Data for the task =
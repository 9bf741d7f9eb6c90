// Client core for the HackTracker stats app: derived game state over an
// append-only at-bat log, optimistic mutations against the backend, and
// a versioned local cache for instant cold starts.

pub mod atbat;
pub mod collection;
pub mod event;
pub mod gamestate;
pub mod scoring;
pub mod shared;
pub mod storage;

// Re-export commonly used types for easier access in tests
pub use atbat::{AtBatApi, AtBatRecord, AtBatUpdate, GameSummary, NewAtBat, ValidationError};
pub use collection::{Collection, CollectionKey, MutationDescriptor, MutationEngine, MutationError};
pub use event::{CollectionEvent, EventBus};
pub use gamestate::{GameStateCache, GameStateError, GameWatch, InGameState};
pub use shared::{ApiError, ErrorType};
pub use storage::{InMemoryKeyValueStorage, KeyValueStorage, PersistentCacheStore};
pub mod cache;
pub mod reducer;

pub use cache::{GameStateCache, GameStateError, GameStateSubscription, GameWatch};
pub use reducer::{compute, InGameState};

...

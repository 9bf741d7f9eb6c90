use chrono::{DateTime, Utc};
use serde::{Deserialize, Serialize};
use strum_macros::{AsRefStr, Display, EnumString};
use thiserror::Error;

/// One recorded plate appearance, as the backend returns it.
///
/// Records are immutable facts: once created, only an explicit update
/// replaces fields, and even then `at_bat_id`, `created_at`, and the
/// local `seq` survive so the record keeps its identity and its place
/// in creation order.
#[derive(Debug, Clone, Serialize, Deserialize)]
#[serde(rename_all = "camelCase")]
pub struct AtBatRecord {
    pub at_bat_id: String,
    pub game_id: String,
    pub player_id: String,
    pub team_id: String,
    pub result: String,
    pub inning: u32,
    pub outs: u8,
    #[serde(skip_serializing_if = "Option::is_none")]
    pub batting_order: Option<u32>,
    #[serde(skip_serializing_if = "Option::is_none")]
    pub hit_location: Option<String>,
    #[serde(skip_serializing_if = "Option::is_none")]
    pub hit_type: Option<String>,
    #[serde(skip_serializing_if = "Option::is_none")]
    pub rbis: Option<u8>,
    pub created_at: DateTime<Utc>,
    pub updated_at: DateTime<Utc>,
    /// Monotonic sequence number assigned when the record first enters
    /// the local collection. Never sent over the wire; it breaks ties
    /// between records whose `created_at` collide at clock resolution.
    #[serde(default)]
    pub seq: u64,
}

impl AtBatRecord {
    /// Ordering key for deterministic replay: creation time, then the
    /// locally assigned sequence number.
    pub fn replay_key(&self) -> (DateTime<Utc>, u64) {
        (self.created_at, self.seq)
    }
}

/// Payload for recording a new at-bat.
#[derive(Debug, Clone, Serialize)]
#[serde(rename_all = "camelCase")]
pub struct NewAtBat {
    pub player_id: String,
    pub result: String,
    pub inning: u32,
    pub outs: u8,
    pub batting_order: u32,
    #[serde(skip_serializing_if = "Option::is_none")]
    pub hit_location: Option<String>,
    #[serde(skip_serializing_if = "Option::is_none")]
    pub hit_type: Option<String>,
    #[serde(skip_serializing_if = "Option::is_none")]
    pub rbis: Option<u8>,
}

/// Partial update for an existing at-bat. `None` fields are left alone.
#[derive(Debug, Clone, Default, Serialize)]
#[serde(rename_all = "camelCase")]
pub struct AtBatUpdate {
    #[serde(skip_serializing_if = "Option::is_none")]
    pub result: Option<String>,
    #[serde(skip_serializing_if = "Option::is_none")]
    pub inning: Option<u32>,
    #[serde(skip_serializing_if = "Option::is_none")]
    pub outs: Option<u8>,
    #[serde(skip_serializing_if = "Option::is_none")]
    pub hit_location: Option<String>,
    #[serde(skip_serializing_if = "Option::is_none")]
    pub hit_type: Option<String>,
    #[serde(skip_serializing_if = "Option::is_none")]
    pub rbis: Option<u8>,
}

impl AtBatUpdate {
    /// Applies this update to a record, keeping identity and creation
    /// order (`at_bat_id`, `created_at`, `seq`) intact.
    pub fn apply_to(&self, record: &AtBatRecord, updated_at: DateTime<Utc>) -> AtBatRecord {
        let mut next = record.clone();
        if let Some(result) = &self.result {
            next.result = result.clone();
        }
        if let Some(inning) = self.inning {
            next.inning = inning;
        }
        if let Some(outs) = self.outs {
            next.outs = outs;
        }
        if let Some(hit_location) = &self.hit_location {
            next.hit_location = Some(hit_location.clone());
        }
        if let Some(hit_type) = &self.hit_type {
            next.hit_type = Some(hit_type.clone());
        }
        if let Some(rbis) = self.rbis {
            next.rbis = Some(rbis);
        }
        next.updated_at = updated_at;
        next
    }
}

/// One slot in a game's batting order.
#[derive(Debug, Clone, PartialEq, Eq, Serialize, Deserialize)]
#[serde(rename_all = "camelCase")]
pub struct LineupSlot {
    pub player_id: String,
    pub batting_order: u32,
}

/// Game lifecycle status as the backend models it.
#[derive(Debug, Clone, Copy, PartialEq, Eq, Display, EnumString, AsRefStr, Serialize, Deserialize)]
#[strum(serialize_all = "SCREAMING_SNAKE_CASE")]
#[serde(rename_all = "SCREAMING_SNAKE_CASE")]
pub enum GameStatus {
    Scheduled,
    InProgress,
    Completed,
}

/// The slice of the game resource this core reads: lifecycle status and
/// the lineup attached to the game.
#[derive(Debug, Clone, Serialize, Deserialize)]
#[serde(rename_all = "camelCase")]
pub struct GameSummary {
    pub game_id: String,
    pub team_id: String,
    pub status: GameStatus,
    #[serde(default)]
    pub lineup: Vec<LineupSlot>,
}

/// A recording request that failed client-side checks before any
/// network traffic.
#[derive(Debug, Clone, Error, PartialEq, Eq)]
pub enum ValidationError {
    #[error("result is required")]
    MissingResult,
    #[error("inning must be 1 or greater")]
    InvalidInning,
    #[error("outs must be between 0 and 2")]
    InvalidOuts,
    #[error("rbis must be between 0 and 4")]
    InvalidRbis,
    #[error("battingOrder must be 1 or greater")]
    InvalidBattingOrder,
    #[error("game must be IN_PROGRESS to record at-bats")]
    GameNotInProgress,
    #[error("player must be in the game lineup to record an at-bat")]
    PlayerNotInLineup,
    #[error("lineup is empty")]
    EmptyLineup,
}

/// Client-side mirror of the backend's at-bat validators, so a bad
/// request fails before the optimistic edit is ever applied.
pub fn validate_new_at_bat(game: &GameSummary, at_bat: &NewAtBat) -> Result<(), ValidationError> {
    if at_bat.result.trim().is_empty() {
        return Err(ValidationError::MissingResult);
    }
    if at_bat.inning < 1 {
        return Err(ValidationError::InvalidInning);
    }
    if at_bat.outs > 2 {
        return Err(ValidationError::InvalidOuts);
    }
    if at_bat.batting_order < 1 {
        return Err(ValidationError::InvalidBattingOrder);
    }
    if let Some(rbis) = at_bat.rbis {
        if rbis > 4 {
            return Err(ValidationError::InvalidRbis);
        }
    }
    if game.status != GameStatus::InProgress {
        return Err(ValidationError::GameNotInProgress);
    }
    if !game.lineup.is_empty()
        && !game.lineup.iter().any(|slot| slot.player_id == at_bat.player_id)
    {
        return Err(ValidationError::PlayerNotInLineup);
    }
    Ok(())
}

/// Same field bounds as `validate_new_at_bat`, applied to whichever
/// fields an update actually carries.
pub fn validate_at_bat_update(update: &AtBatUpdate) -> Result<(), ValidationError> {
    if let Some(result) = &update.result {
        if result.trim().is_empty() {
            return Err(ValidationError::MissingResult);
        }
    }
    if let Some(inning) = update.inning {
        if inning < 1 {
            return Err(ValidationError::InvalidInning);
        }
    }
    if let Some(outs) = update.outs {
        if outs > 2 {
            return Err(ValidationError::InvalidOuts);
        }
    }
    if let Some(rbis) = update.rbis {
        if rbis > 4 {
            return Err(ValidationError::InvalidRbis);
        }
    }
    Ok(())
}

Prompt = A line belongs in the answer if it contains the word "over"; please copy each such line from the material.

Task solution =
// Client core for the HackTracker stats app: derived game state over an
    /// the local collection. Never sent over the wire; it breaks ties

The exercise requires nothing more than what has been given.